//! # URIs
//!
//! The URI value carried by address headers (To, From, Reply-To), Call-Info
//! and digest credentials. Only as much of RFC 3261 Section 19.1 is modelled
//! as those headers need:
//!
//! ```text
//! sip:user:password@host:port;uri-parameters?headers
//! ```
//!
//! `sip` and `sips` URIs are split into their components; `tel` and any
//! other scheme keep everything after the colon as an opaque string.
//!
//! ## Examples
//!
//! ```rust
//! use rvoip_sip_headers::prelude::*;
//!
//! let uri: Uri = "sip:alice@Atlanta.com:5060;transport=tcp".parse().unwrap();
//! assert_eq!(uri.scheme(), &Scheme::Sip);
//! assert_eq!(uri.user(), Some("alice"));
//! assert_eq!(uri.port(), Some(5060));
//!
//! // Host comparison ignores case
//! let same = Uri::sip("atlanta.com").with_user("alice").with_port(5060)
//!     .with_param(Parameter::new("transport", "tcp").unwrap());
//! assert_eq!(uri, same);
//! ```

use std::fmt;
use std::str::FromStr;

use nom::{
    bytes::complete::{take_while, take_while1},
    character::complete::{char, satisfy},
    combinator::{all_consuming, opt, recognize, rest},
    sequence::{pair, preceded, terminated, tuple},
};
use serde::{Deserialize, Serialize};

use super::param::{Parameter, ParameterList};
use crate::error::{Error, Result};
use crate::parser::values::hostport;
use crate::parser::ParseResult;

/// URI scheme
#[derive(Debug, Clone, Eq, Serialize, Deserialize)]
pub enum Scheme {
    Sip,
    Sips,
    Tel,
    Other(String),
}

impl Scheme {
    pub fn as_str(&self) -> &str {
        match self {
            Scheme::Sip => "sip",
            Scheme::Sips => "sips",
            Scheme::Tel => "tel",
            Scheme::Other(s) => s,
        }
    }

    fn is_sip(&self) -> bool {
        matches!(self, Scheme::Sip | Scheme::Sips)
    }
}

impl PartialEq for Scheme {
    fn eq(&self, other: &Self) -> bool {
        self.as_str().eq_ignore_ascii_case(other.as_str())
    }
}

impl fmt::Display for Scheme {
    fn fmt(&self, f: &mut fmt::Formatter<'_>) -> fmt::Result {
        f.write_str(self.as_str())
    }
}

impl From<&str> for Scheme {
    fn from(s: &str) -> Self {
        match s.to_ascii_lowercase().as_str() {
            "sip" => Scheme::Sip,
            "sips" => Scheme::Sips,
            "tel" => Scheme::Tel,
            _ => Scheme::Other(s.to_string()),
        }
    }
}

/// A SIP, SIPS, tel or other absolute URI.
#[derive(Debug, Clone, Serialize, Deserialize)]
pub struct Uri {
    scheme: Scheme,
    user: Option<String>,
    password: Option<String>,
    host: String,
    port: Option<u16>,
    params: ParameterList,
    headers: Option<String>,
    // Everything after "scheme:" for non-SIP schemes
    opaque: Option<String>,
}

// unreserved / escaped / user-unreserved
fn is_user_char(c: char) -> bool {
    c.is_ascii_alphanumeric()
        || matches!(
            c,
            '-' | '_' | '.' | '!' | '~' | '*' | '\'' | '(' | ')' | '%' | '&' | '=' | '+' | '$' | ',' | ';' | '?' | '/'
        )
}

fn is_password_char(c: char) -> bool {
    c.is_ascii_alphanumeric()
        || matches!(c, '-' | '_' | '.' | '!' | '~' | '*' | '\'' | '(' | ')' | '%' | '&' | '=' | '+' | '$' | ',')
}

// paramchar = param-unreserved / unreserved / escaped
fn is_uri_param_char(c: char) -> bool {
    c.is_ascii_alphanumeric()
        || matches!(
            c,
            '-' | '_' | '.' | '!' | '~' | '*' | '\'' | '(' | ')' | '[' | ']' | '/' | ':' | '&' | '+' | '$' | '%'
        )
}

fn is_opaque_char(c: char) -> bool {
    !c.is_whitespace() && !matches!(c, '<' | '>' | '"')
}

// scheme = ALPHA *( ALPHA / DIGIT / "+" / "-" / "." )
fn scheme(input: &str) -> ParseResult<&str> {
    recognize(pair(
        satisfy(|c| c.is_ascii_alphabetic()),
        take_while(|c: char| c.is_ascii_alphanumeric() || matches!(c, '+' | '-' | '.')),
    ))(input)
}

type SipParts<'a> = (Option<(&'a str, Option<&'a str>)>, (&'a str, Option<u16>), &'a str);

fn sip_parts(input: &str) -> ParseResult<SipParts<'_>> {
    tuple((
        opt(terminated(
            pair(
                take_while1(is_user_char),
                opt(preceded(char(':'), take_while(is_password_char))),
            ),
            char('@'),
        )),
        hostport,
        rest,
    ))(input)
}

fn parse_uri_params(section: &str) -> Option<ParameterList> {
    let mut params = ParameterList::new();
    if section.is_empty() {
        return Some(params);
    }
    let body = section.strip_prefix(';')?;
    for item in body.split(';') {
        let (name, value) = match item.split_once('=') {
            Some((name, value)) => (name, Some(value)),
            None => (item, None),
        };
        if name.is_empty() || !name.chars().all(is_uri_param_char) {
            return None;
        }
        let value = match value {
            Some(v) if !v.is_empty() && v.chars().all(is_uri_param_char) => Some((v.to_string(), false)),
            Some(_) => return None,
            None => None,
        };
        params.set(Parameter::from_wire(name, value));
    }
    Some(params)
}

impl Uri {
    fn with_scheme(scheme: Scheme, host: impl Into<String>) -> Self {
        Uri {
            scheme,
            user: None,
            password: None,
            host: host.into(),
            port: None,
            params: ParameterList::new(),
            headers: None,
            opaque: None,
        }
    }

    /// A `sip:` URI for `host`.
    pub fn sip(host: impl Into<String>) -> Self {
        Self::with_scheme(Scheme::Sip, host)
    }

    /// A `sips:` URI for `host`.
    pub fn sips(host: impl Into<String>) -> Self {
        Self::with_scheme(Scheme::Sips, host)
    }

    pub fn tel(number: impl Into<String>) -> Self {
        let mut uri = Self::with_scheme(Scheme::Tel, "");
        uri.opaque = Some(number.into());
        uri
    }

    pub fn with_user(mut self, user: impl Into<String>) -> Self {
        self.user = Some(user.into());
        self
    }

    pub fn with_password(mut self, password: impl Into<String>) -> Self {
        self.password = Some(password.into());
        self
    }

    pub fn with_port(mut self, port: u16) -> Self {
        self.port = Some(port);
        self
    }

    pub fn with_param(mut self, param: Parameter) -> Self {
        self.params.set(param);
        self
    }

    pub fn scheme(&self) -> &Scheme {
        &self.scheme
    }

    pub fn user(&self) -> Option<&str> {
        self.user.as_deref()
    }

    pub fn password(&self) -> Option<&str> {
        self.password.as_deref()
    }

    /// The host of a SIP URI; empty for opaque schemes.
    pub fn host(&self) -> &str {
        &self.host
    }

    pub fn port(&self) -> Option<u16> {
        self.port
    }

    pub fn params(&self) -> &ParameterList {
        &self.params
    }

    pub fn headers(&self) -> Option<&str> {
        self.headers.as_deref()
    }

    /// Everything after the colon for non-SIP schemes.
    pub fn opaque(&self) -> Option<&str> {
        self.opaque.as_deref()
    }
}

impl FromStr for Uri {
    type Err = Error;

    fn from_str(s: &str) -> Result<Self> {
        let s = s.trim();
        if s.is_empty() {
            return Err(Error::missing("URI"));
        }
        let (remainder, scheme_text) =
            terminated(scheme, char(':'))(s).map_err(|_| Error::format("URI", s))?;
        let scheme = Scheme::from(scheme_text);

        if !scheme.is_sip() {
            if remainder.is_empty() || !remainder.chars().all(is_opaque_char) {
                return Err(Error::format("URI", s));
            }
            let mut uri = Self::with_scheme(scheme, "");
            uri.opaque = Some(remainder.to_string());
            return Ok(uri);
        }

        let (_, (userinfo, (host, port), tail)) =
            all_consuming(sip_parts)(remainder).map_err(|_| Error::format("URI", s))?;
        let (param_section, headers) = match tail.split_once('?') {
            Some((params, headers)) => (params, Some(headers)),
            None => (tail, None),
        };
        let params = parse_uri_params(param_section).ok_or_else(|| Error::format("URI", s))?;
        if headers.map_or(false, |h| h.is_empty() || !h.chars().all(is_opaque_char)) {
            return Err(Error::format("URI", s));
        }

        let mut uri = Self::with_scheme(scheme, host);
        if let Some((user, password)) = userinfo {
            uri.user = Some(user.to_string());
            uri.password = password.map(str::to_string);
        }
        uri.port = port;
        uri.params = params;
        uri.headers = headers.map(str::to_string);
        Ok(uri)
    }
}

impl fmt::Display for Uri {
    fn fmt(&self, f: &mut fmt::Formatter<'_>) -> fmt::Result {
        write!(f, "{}:", self.scheme)?;
        if let Some(opaque) = &self.opaque {
            return f.write_str(opaque);
        }
        if let Some(user) = &self.user {
            f.write_str(user)?;
            if let Some(password) = &self.password {
                write!(f, ":{}", password)?;
            }
            f.write_str("@")?;
        }
        f.write_str(&self.host)?;
        if let Some(port) = self.port {
            write!(f, ":{}", port)?;
        }
        write!(f, "{}", self.params)?;
        if let Some(headers) = &self.headers {
            write!(f, "?{}", headers)?;
        }
        Ok(())
    }
}

impl PartialEq for Uri {
    fn eq(&self, other: &Self) -> bool {
        self.scheme == other.scheme
            && self.user == other.user
            && self.password == other.password
            && self.host.eq_ignore_ascii_case(&other.host)
            && self.port == other.port
            && self.params == other.params
            && self.headers == other.headers
            && self.opaque == other.opaque
    }
}

impl Eq for Uri {}

#[cfg(test)]
mod tests {
    use super::*;

    #[test]
    fn test_parse_sip_uri() {
        let uri: Uri = "sips:bob:secret@[2001:db8::1]:5061;transport=tls;lr?subject=project".parse().unwrap();
        assert_eq!(uri.scheme(), &Scheme::Sips);
        assert_eq!(uri.user(), Some("bob"));
        assert_eq!(uri.password(), Some("secret"));
        assert_eq!(uri.host(), "[2001:db8::1]");
        assert_eq!(uri.port(), Some(5061));
        assert_eq!(uri.params().value("transport"), Some("tls"));
        assert!(uri.params().contains("lr"));
        assert_eq!(uri.headers(), Some("subject=project"));
        assert_eq!(uri.to_string(), "sips:bob:secret@[2001:db8::1]:5061;transport=tls;lr?subject=project");
    }

    #[test]
    fn test_parse_without_user() {
        let uri: Uri = "sip:atlanta.com;maddr=239.255.255.1".parse().unwrap();
        assert_eq!(uri.user(), None);
        assert_eq!(uri.host(), "atlanta.com");
        assert_eq!(uri.params().value("maddr"), Some("239.255.255.1"));
    }

    #[test]
    fn test_opaque_schemes() {
        let tel: Uri = "tel:+1-201-555-0123".parse().unwrap();
        assert_eq!(tel.scheme(), &Scheme::Tel);
        assert_eq!(tel.opaque(), Some("+1-201-555-0123"));
        assert_eq!(tel, Uri::tel("+1-201-555-0123"));

        let http: Uri = "http://www.example.com/alice/photo.jpg".parse().unwrap();
        assert_eq!(http.scheme(), &Scheme::Other("http".to_string()));
        assert_eq!(http.to_string(), "http://www.example.com/alice/photo.jpg");
    }

    #[test]
    fn test_invalid_uris() {
        assert!(matches!("".parse::<Uri>(), Err(Error::MissingValue { .. })));
        assert!("no-scheme".parse::<Uri>().is_err());
        assert!("sip:".parse::<Uri>().is_err());
        assert!("sip:alice@".parse::<Uri>().is_err());
        assert!("sip:host;=x".parse::<Uri>().is_err());
        assert!("mailto:".parse::<Uri>().is_err());
    }

    #[test]
    fn test_equality_rules() {
        let a: Uri = "SIP:carol@CHICAGO.com;Transport=TCP;lr".parse().unwrap();
        let b: Uri = "sip:carol@chicago.com;lr;transport=tcp".parse().unwrap();
        assert_eq!(a, b);

        let c: Uri = "sip:Carol@chicago.com".parse().unwrap();
        let d: Uri = "sip:carol@chicago.com".parse().unwrap();
        assert_ne!(c, d);
    }
}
○ ○ ○
Aim of the exercise: Please find the lines in the data that contain the word "Error" and copy them.

Problem solution:
use crate::error::{Error, Result};
    type Err = Error;
            return Err(Error::missing("URI"));
            terminated(scheme, char(':'))(s).map_err(|_| Error::format("URI", s))?;
                return Err(Error::format("URI", s));
            all_consuming(sip_parts)(remainder).map_err(|_| Error::format("URI", s))?;
        let params = parse_uri_params(param_section).ok_or_else(|| Error::format("URI", s))?;
            return Err(Error::format("URI", s));
        assert!(matches!("".parse::<Uri>(), Err(Error::MissingValue { .. })));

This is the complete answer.